Краткое описание модуля HEVD
Процедура DriverEntry является стартовой для каждого драйвера:
NTSTATUS DriverEntry(IN PDRIVER_OBJECT DriverObject, IN PUNICODE_STRING RegistryPath) {
UINT32 i = 0;
PDEVICE_OBJECT DeviceObject = NULL;
NTSTATUS Status = STATUS_UNSUCCESSFUL;
UNICODE_STRING DeviceName, DosDeviceName = {0};
UNREFERENCED_PARAMETER(RegistryPath);
PAGED_CODE();
RtlInitUnicodeString(&DeviceName, L"\\Device\\HackSysExtremeVulnerableDriver");
RtlInitUnicodeString(&DosDeviceName, L"\\DosDevices\\HackSysExtremeVulnerableDriver");
// Create the device
Status = IoCreateDevice(DriverObject,
0,
&DeviceName,
FILE_DEVICE_UNKNOWN,
FILE_DEVICE_SECURE_OPEN,
FALSE,
&DeviceObject);
...
}
- Эта процедура содержит вызов функции IoCreateDevice, содержащей имя драйвера, которое мы будем использовать во время коммуникации.
- Для нас важен указатель функции, связанный с процедурой DriverObject->MajorFunction[IRP_MJ_DEVICE_CONTROL], отвечающей за обработку IOCTL (I/O Control; управление вводом/выводом);
- В HEVD эта функция называется IrpDeviceIoCtlHandler, которая представляет собой большое условное выражение со множеством ответвлений для каждого IOCTL. Каждая уязвимость имеет уникальный IOCTL.
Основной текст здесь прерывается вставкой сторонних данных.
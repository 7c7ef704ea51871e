//! `contextloom config`: Print the default configuration.

use contextloom_config::LoomConfig;

pub fn run() -> Result<(), Box<dyn std::error::Error>> {
    let config_path = LoomConfig::config_dir().join("config.toml");
    println!("# {}", config_path.display());
    println!("{}", LoomConfig::default_toml());
    Ok(())
}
Пример: HACKSYS_EVD_IOCTL_STACK_OVERFLOW представляет собой IOCTL, используемый для активации бреши, связанной с переполнением стека.
На этом первая часть завершается. В следующей статье мы поговорим о полезных нагрузках. На данный момент доступна только полезная нагрузка, предназначенная для кражи токенов, которая будет использоваться в третьей части.
P.S. Я понимаю, что существует масса тонкостей и проблем, с которыми вы можете столкнуться. Поскольку в этом цикле основное внимание уделяется разработке эксплоитов, вам придется решать все попутные проблемы самостоятельно. Однако все возникающие вопросы вы можете задавать в комментариях.